#### Given records:
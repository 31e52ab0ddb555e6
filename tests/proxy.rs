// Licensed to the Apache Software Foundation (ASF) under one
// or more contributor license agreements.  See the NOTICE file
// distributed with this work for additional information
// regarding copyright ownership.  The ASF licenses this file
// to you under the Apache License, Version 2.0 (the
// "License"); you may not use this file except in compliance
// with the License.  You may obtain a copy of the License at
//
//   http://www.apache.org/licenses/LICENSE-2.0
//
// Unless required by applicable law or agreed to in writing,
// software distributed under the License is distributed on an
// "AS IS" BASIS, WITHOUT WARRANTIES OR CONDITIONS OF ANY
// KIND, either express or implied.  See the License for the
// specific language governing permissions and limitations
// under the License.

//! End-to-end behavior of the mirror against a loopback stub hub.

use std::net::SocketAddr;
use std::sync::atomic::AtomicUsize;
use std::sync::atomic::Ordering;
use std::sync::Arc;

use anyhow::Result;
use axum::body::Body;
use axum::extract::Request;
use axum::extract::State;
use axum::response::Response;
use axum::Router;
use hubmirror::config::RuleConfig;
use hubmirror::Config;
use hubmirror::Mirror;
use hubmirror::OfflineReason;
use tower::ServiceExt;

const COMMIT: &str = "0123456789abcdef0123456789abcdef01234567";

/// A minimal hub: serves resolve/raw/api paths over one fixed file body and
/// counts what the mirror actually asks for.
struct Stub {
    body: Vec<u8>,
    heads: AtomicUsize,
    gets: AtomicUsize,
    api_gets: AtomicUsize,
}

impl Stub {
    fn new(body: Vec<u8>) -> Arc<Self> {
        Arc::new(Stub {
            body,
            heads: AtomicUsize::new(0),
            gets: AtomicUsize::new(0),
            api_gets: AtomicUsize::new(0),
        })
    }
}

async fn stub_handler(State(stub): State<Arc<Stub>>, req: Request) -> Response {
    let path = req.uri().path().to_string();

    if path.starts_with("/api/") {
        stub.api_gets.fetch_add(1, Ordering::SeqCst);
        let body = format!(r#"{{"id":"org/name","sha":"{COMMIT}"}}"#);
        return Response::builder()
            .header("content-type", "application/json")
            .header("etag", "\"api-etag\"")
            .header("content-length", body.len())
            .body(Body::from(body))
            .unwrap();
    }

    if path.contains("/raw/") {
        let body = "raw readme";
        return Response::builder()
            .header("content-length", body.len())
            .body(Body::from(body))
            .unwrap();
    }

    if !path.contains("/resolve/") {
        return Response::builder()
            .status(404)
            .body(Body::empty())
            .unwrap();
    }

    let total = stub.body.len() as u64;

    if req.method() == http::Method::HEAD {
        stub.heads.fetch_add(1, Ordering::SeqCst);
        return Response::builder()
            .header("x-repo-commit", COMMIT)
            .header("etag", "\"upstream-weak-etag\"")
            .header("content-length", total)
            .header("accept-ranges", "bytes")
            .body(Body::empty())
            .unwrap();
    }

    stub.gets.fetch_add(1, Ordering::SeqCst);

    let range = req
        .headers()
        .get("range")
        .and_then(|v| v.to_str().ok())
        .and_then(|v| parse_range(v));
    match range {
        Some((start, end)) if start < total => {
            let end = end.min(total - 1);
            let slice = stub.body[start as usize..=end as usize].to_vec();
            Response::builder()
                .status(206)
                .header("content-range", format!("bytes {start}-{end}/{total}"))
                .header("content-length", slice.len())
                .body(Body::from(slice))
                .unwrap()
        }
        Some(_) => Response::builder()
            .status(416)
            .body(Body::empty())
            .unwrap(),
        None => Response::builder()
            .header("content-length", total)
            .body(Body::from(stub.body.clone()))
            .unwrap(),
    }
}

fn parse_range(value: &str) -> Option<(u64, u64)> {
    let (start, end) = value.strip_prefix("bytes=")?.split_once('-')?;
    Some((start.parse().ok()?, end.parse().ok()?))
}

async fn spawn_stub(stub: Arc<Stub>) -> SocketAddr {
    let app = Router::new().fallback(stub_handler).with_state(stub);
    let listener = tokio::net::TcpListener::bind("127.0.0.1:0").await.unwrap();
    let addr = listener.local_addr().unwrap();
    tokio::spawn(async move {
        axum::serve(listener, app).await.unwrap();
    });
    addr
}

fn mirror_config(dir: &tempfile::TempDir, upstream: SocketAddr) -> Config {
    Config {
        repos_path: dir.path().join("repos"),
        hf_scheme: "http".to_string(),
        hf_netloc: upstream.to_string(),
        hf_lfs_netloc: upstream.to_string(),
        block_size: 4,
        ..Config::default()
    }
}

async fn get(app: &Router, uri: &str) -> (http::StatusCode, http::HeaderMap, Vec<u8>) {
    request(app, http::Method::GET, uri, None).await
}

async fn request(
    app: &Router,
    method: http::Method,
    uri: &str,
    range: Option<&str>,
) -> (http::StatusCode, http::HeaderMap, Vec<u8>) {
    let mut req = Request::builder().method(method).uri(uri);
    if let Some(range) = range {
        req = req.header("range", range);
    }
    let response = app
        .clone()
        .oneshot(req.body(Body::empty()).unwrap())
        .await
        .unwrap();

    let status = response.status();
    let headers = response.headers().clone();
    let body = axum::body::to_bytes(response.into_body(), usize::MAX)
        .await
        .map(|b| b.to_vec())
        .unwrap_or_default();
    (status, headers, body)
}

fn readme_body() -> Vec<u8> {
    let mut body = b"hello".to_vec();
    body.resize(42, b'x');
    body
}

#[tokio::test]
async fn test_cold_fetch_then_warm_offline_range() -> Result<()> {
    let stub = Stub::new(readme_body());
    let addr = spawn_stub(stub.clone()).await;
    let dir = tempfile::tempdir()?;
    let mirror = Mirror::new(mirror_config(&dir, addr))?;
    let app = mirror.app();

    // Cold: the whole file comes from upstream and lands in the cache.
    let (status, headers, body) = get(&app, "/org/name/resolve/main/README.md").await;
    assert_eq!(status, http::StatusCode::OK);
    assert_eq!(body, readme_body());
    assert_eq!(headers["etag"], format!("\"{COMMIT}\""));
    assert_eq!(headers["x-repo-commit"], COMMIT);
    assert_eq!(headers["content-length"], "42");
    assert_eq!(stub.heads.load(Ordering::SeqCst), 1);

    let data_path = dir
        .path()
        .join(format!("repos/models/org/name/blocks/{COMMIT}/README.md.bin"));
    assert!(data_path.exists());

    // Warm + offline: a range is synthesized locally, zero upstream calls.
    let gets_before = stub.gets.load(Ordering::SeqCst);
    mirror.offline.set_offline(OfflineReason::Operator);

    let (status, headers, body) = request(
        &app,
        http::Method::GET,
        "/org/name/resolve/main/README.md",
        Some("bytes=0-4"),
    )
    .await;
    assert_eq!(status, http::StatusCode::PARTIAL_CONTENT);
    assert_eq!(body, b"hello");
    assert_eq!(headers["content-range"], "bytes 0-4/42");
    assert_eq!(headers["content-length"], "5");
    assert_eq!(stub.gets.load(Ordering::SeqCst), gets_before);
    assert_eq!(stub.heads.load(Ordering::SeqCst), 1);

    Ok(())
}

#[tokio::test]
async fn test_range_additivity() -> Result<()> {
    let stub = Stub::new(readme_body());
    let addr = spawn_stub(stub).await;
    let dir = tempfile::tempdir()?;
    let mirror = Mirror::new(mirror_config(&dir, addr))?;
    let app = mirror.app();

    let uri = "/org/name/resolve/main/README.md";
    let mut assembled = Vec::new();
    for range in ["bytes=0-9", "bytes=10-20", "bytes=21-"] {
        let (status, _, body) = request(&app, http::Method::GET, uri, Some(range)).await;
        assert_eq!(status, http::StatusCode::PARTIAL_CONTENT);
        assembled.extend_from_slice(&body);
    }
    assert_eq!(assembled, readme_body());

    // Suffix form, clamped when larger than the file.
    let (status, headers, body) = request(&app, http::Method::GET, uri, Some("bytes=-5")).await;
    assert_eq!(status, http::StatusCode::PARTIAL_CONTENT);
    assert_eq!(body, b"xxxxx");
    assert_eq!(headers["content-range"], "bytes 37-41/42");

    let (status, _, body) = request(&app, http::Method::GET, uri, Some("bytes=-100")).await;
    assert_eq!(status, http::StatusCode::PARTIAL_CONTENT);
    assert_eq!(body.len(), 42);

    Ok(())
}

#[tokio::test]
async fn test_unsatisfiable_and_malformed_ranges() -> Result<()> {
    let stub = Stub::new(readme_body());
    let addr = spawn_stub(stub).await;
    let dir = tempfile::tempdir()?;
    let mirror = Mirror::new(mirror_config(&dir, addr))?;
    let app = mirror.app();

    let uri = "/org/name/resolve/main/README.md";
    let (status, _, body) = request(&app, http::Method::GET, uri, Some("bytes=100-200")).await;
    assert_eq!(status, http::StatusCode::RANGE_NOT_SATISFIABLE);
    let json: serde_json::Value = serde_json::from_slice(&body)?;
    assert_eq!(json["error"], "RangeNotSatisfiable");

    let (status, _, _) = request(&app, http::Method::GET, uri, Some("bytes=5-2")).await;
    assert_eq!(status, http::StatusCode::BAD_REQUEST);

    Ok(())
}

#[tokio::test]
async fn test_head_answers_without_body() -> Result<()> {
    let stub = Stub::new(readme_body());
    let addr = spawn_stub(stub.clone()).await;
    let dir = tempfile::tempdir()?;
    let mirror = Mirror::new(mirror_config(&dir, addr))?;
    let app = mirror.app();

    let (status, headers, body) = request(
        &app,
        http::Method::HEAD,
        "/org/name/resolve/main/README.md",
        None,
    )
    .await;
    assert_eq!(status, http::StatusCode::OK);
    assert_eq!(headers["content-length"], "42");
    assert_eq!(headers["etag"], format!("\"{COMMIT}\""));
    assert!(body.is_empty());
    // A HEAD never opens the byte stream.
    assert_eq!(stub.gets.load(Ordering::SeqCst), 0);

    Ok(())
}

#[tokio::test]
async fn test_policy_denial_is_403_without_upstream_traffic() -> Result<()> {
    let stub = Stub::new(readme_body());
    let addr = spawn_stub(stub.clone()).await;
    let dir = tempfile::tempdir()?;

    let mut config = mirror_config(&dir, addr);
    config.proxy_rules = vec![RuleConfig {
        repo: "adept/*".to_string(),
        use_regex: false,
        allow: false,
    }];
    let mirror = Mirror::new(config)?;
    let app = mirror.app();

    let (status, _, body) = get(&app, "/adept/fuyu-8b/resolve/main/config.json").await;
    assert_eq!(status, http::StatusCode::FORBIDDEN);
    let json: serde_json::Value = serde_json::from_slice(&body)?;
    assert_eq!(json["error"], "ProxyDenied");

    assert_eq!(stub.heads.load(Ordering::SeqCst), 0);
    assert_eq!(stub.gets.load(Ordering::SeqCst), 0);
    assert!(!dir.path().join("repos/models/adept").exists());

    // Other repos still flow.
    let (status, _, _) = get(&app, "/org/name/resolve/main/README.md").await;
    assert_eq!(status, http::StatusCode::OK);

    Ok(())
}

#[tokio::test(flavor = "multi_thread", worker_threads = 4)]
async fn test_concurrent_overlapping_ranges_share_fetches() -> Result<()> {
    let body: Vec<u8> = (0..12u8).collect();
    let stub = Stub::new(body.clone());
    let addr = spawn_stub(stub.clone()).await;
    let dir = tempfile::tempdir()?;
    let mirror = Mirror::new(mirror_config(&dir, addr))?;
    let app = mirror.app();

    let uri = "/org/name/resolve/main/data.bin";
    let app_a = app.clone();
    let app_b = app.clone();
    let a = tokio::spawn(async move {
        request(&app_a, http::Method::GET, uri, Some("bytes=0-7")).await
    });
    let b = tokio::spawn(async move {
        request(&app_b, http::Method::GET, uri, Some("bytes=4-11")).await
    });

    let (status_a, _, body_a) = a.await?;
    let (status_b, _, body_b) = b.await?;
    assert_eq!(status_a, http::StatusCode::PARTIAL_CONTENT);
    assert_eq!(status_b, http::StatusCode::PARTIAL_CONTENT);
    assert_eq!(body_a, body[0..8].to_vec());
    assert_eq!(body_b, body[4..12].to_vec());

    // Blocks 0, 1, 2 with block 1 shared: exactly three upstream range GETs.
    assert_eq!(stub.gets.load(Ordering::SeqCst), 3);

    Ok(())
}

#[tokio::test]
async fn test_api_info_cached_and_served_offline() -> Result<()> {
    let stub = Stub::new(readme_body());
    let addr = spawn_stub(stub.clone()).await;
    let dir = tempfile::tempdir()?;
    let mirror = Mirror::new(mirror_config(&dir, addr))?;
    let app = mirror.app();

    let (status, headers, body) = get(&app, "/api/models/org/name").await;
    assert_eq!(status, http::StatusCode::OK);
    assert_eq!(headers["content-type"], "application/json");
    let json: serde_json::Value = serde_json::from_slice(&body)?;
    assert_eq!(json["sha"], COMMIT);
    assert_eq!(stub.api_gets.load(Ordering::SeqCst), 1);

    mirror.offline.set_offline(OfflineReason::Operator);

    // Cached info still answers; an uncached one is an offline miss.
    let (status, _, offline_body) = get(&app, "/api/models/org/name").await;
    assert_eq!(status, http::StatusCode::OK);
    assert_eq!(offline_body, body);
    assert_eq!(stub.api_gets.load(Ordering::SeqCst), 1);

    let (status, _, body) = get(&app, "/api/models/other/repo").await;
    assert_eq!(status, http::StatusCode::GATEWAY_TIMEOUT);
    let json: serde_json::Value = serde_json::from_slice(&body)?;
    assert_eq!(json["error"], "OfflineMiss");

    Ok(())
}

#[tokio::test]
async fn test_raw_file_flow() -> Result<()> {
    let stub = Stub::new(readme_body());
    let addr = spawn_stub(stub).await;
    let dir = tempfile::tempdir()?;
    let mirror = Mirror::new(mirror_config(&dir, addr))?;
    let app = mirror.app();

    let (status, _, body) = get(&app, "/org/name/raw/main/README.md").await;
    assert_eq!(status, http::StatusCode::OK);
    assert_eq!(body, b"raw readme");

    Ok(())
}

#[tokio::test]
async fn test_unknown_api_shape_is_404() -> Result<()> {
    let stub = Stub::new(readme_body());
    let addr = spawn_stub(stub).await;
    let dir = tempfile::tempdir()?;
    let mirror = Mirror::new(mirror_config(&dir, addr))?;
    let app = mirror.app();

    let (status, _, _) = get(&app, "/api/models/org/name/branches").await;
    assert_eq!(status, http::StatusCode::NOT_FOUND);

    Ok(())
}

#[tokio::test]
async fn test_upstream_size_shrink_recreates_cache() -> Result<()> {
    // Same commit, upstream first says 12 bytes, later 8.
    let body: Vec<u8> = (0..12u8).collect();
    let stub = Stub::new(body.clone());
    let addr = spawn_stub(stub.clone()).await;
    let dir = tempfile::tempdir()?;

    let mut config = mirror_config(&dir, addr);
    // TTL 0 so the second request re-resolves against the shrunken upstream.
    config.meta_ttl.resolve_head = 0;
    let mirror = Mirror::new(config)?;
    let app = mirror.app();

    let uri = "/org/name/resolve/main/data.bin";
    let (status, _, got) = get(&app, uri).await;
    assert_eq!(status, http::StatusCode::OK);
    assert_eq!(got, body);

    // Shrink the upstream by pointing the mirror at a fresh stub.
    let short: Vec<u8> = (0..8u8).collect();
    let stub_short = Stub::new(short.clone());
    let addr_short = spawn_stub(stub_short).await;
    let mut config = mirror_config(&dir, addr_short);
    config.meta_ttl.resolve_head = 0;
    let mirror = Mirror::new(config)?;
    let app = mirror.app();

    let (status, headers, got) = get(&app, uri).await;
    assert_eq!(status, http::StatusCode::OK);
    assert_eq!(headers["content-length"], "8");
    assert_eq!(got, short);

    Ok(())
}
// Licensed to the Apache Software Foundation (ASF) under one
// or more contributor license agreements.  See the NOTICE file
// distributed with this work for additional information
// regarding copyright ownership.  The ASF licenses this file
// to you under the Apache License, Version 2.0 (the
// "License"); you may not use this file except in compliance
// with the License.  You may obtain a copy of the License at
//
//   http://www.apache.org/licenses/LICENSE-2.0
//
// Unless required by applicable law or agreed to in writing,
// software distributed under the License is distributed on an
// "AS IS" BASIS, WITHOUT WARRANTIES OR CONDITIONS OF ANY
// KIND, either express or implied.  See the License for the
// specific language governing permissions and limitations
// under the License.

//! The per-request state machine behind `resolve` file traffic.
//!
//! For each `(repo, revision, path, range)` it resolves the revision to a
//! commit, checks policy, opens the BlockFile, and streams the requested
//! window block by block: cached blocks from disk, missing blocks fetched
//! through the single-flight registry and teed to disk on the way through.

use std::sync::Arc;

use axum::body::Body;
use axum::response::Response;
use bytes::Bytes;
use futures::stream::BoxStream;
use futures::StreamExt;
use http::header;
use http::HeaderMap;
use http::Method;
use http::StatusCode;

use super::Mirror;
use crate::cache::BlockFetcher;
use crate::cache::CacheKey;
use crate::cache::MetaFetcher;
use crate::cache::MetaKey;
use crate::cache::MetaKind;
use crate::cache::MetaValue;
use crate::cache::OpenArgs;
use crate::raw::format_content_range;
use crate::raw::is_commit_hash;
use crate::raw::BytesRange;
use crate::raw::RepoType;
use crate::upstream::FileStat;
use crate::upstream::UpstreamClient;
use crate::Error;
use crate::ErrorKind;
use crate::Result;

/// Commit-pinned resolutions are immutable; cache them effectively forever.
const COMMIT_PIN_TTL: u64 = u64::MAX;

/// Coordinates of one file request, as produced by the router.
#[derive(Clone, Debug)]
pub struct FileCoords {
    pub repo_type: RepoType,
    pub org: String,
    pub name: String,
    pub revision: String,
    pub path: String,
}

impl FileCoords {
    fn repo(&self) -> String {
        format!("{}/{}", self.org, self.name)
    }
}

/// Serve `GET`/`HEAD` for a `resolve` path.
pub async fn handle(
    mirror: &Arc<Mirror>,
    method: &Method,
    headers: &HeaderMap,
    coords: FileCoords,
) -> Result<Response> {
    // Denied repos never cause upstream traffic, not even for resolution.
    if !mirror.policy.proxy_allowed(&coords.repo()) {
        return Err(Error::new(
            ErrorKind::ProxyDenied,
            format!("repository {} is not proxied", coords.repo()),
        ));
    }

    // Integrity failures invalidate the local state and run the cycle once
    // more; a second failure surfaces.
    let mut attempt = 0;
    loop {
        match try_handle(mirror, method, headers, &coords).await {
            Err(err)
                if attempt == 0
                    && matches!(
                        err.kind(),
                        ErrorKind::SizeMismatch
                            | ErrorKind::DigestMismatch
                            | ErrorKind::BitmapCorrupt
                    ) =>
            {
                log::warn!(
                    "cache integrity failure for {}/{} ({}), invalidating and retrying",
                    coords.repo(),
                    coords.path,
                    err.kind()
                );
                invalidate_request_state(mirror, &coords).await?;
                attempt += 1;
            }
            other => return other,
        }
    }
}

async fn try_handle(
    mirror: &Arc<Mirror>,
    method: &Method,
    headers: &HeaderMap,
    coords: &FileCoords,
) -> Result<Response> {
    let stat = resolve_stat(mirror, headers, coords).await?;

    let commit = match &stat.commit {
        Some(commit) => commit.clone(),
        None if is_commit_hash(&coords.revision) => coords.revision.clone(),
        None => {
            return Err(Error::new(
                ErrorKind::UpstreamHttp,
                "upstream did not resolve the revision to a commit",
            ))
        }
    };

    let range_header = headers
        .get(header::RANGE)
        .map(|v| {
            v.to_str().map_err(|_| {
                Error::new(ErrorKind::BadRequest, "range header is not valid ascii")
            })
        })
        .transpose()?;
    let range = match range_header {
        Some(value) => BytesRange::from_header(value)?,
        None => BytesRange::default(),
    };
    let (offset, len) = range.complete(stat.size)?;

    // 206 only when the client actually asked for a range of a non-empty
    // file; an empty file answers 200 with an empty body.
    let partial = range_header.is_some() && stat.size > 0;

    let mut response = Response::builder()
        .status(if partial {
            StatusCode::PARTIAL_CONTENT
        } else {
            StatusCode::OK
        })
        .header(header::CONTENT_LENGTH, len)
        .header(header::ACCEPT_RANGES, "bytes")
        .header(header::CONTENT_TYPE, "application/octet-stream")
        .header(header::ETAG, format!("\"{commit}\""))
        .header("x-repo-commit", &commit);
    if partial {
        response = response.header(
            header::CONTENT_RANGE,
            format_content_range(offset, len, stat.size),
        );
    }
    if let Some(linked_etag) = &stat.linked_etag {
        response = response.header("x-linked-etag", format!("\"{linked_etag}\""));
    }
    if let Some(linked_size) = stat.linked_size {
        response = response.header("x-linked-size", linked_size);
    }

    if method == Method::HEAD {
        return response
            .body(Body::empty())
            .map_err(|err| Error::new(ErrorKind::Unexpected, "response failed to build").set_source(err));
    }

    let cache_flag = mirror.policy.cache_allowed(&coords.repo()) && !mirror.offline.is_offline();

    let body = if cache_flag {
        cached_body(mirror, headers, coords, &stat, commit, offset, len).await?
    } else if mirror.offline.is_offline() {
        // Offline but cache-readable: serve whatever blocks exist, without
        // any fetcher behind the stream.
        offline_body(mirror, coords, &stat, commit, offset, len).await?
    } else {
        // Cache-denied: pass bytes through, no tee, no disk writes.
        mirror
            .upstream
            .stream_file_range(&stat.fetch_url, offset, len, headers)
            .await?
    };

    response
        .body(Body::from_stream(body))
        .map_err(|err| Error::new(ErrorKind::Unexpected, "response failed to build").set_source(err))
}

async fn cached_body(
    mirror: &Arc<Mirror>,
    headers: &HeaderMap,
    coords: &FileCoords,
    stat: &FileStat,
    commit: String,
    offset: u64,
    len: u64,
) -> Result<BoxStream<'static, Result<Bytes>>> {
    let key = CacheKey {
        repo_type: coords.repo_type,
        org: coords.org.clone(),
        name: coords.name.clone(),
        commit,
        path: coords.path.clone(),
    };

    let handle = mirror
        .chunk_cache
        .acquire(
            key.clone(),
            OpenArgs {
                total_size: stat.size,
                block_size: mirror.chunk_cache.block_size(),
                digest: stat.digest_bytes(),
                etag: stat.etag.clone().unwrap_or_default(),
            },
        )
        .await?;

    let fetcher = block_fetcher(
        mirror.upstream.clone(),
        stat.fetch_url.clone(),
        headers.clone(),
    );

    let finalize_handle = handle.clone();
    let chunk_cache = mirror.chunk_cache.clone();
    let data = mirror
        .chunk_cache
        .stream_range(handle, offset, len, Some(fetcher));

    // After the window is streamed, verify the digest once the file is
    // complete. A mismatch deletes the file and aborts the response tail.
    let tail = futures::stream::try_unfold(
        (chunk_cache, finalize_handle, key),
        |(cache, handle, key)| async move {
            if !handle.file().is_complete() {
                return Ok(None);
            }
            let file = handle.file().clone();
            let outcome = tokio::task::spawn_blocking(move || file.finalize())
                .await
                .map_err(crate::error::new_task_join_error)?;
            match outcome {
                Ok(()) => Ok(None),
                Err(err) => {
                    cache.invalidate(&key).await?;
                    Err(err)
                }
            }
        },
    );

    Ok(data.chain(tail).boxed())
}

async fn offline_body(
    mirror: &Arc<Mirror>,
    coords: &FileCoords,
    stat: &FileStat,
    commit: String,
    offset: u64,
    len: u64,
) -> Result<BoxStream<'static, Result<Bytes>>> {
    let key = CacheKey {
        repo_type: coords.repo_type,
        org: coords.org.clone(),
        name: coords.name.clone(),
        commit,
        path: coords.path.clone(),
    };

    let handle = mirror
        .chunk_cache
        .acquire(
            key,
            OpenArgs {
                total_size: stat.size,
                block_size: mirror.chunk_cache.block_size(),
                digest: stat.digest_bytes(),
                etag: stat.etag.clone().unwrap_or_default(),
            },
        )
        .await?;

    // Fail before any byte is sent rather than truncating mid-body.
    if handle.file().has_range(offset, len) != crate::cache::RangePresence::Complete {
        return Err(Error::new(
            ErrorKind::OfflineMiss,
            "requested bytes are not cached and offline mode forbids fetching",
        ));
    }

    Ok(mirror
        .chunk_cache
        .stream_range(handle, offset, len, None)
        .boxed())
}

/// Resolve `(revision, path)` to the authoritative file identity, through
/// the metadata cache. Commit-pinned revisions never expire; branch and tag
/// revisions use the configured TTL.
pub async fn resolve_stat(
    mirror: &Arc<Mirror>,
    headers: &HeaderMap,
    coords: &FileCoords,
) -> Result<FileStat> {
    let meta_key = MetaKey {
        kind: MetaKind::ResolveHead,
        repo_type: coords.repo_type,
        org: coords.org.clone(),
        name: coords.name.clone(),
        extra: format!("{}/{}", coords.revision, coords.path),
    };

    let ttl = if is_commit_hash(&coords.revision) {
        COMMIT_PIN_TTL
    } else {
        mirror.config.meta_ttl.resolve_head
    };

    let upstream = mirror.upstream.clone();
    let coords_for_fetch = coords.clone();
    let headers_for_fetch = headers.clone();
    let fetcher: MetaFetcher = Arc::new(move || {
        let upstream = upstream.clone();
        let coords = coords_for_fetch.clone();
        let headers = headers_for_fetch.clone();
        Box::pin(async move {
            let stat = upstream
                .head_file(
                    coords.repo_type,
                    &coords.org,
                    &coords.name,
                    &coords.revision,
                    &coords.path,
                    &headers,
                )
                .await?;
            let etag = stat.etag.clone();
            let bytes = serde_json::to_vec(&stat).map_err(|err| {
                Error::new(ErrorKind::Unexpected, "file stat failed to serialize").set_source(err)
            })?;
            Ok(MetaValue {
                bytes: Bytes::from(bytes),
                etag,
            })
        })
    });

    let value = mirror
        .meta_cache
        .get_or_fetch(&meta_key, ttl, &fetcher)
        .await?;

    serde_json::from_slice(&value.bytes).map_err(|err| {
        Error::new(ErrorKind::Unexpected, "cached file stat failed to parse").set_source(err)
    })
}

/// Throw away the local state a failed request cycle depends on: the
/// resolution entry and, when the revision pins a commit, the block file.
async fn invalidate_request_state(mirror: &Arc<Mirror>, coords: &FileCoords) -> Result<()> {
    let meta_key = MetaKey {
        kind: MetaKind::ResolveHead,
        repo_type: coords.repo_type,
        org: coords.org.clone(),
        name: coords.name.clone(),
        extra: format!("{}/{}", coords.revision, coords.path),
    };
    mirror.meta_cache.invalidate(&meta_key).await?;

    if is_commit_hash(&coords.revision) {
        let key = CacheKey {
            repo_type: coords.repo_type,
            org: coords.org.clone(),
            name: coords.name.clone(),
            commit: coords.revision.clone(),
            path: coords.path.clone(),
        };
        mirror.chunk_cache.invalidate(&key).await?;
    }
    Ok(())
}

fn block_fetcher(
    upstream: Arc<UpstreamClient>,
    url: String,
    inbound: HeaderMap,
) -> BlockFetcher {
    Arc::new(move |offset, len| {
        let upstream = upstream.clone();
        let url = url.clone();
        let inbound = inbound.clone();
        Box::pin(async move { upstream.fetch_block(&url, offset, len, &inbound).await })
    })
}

#### Exercise:
Scan the data above for the string "failed". Copy every line in which it appears.

#### Exercise result:
            .map_err(|err| Error::new(ErrorKind::Unexpected, "response failed to build").set_source(err));
        .map_err(|err| Error::new(ErrorKind::Unexpected, "response failed to build").set_source(err))
                Error::new(ErrorKind::Unexpected, "file stat failed to serialize").set_source(err)
        Error::new(ErrorKind::Unexpected, "cached file stat failed to parse").set_source(err)
/// Throw away the local state a failed request cycle depends on: the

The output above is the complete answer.